After this we split into several groups to learn about the various aspects of rescue that come into a CRO callout to a more challenging cave. Casualty Care, comms, stretchering, rigging and specialist skills such as bolting and capping were all covered. The most useful aspect of the whole learning process was learning the nuances of the CRO procedure and getting an overview of the logistics involved in initiating a callout and what comes next. A really instructive and well-run day with a great bunch of people from CRO, and also a chance for me to catch up with a good number of mates I hadn’t seen for some time.

After a quick few pints in the pub, CSJ, Peachey and I headed off to Leck Fell to get a quick couple of hours digging in with Richard at Not Meridian Pot. The shaft had grown substantially deeper since my last visit, and the amount of spoil at the surface was impressive. After a quick stint at the face, I let Peachey have a nose and got into a good rhythm pulling buckets with CSJ. Towards the end of the session, I went back down to the face for a bit to help remove a very large boulder with some wire. Once this was done, there was a hole that I could squeeze through head-first (to the displeasure of Richard, but to me it felt totally safe). I then popped through into almost walking-size passage, real passage with no mud to dig! Exciting times. This continued forwards to a constriction which had a slight echo beyond and a faint draft. This would require capping to progress further so at this point we called it a day and made for the surface, the Dump, and Beer.
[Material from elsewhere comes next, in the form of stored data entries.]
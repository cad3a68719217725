use std::fmt;

/// Extension tag a WFD peer must list in `Public` and `Require`.
pub const WFD_TAG: &str = "org.wfa.wfd1.0";

/// RTSP methods used by WFD (RFC 2326 §10).
#[derive(Debug, Clone, Copy, PartialEq, Eq, Hash)]
pub enum Method {
    Options,
    Describe,
    Announce,
    Setup,
    Play,
    Pause,
    Teardown,
    GetParameter,
    SetParameter,
    Record,
    Redirect,
}

impl Method {
    pub const ALL: [Method; 11] = [
        Method::Options,
        Method::Describe,
        Method::Announce,
        Method::Setup,
        Method::Play,
        Method::Pause,
        Method::Teardown,
        Method::GetParameter,
        Method::SetParameter,
        Method::Record,
        Method::Redirect,
    ];

    pub fn as_str(&self) -> &'static str {
        match self {
            Self::Options => "OPTIONS",
            Self::Describe => "DESCRIBE",
            Self::Announce => "ANNOUNCE",
            Self::Setup => "SETUP",
            Self::Play => "PLAY",
            Self::Pause => "PAUSE",
            Self::Teardown => "TEARDOWN",
            Self::GetParameter => "GET_PARAMETER",
            Self::SetParameter => "SET_PARAMETER",
            Self::Record => "RECORD",
            Self::Redirect => "REDIRECT",
        }
    }

    pub fn from_token(token: &str) -> Option<Self> {
        Self::ALL.into_iter().find(|m| m.as_str() == token)
    }

    pub fn flag(&self) -> Methods {
        match self {
            Self::Options => Methods::OPTIONS,
            Self::Describe => Methods::DESCRIBE,
            Self::Announce => Methods::ANNOUNCE,
            Self::Setup => Methods::SETUP,
            Self::Play => Methods::PLAY,
            Self::Pause => Methods::PAUSE,
            Self::Teardown => Methods::TEARDOWN,
            Self::GetParameter => Methods::GET_PARAMETER,
            Self::SetParameter => Methods::SET_PARAMETER,
            Self::Record => Methods::RECORD,
            Self::Redirect => Methods::REDIRECT,
        }
    }
}

impl fmt::Display for Method {
    fn fmt(&self, f: &mut fmt::Formatter<'_>) -> fmt::Result {
        f.write_str(self.as_str())
    }
}

bitflags::bitflags! {
    /// Set of methods a peer advertises in `Public`/`Allow`.
    #[derive(Debug, Clone, Copy, PartialEq, Eq)]
    pub struct Methods: u32 {
        const OPTIONS       = 1 << 0;
        const DESCRIBE      = 1 << 1;
        const ANNOUNCE      = 1 << 2;
        const SETUP         = 1 << 3;
        const PLAY          = 1 << 4;
        const PAUSE         = 1 << 5;
        const TEARDOWN      = 1 << 6;
        const GET_PARAMETER = 1 << 7;
        const SET_PARAMETER = 1 << 8;
        const RECORD        = 1 << 9;
        const REDIRECT      = 1 << 10;

        /// Assumed when the peer answers OPTIONS without `Public`/`Allow`.
        const MINIMAL = Self::SETUP.bits() | Self::PLAY.bits();
    }
}

impl Methods {
    /// Parse a comma-separated `Public`/`Allow` value.
    ///
    /// Returns the known methods and whether the WFD tag was listed.
    /// Unknown tokens are ignored.
    pub fn parse_list(value: &str) -> (Methods, bool) {
        let mut methods = Methods::empty();
        let mut wfd = false;
        for token in value.split(',').map(str::trim) {
            if token == WFD_TAG {
                wfd = true;
            } else if let Some(m) = Method::from_token(token) {
                methods |= m.flag();
            }
        }
        (methods, wfd)
    }

    /// Format as a `Public` header value, optionally led by the WFD tag.
    pub fn to_header_value(&self, with_wfd_tag: bool) -> String {
        let mut parts: Vec<&str> = Vec::new();
        if with_wfd_tag {
            parts.push(WFD_TAG);
        }
        parts.extend(
            Method::ALL
                .iter()
                .filter(|m| self.contains(m.flag()))
                .map(Method::as_str),
        );
        parts.join(", ")
    }
}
At the Dump, we found KBrook and Adam Aldridge, who had apparently abandoned their freshers after bundling them onto a train at Horton and had then driven to the NPC to see Imperial, before realising we were not there and leaving. Good form was had all round, with KBrook providing some serious mirth before disappearing to his very uncomfortable car bed. Myself, Matt Burke and Stu Coxon tried to convince the other patrons of the benefits of vegetarianism, with limited success (probably because most of us were quite pissed).

I awoke in the living room sprawled in an armchair, an indication that I had drunk rather too much and that today could be a day of acute pain. I had forgotten to buy any food for breakfast, so coffee was all I was allowed to fuel me for the day (probably not recommended for rescue). We would be doing some practice at removing a casualty from Sand Cavern in GG, via Bar Pot. I was on the rigging team, and got some good experience using one of the CRO pitch radios, a dead handy bit of kit. It was also clear first-hand how one small miscommunication or missing bit of kit can severely slow down operations and impede progress. I then had a quick stint at doing the haul at the top of the pitch, getting used to the rig and learning the ins and outs. It didn’t feel quite as efficient as a counterbalance haul for such a long free-hang but it did work. Then back down the hill for tea and medals, and eventually back to Leeds to make ready to sail to Ireland later that day. A cracking weekend with great people, huge thanks to all in CRO who put such time into organising and delivering the sessions. Looking forward to the next one.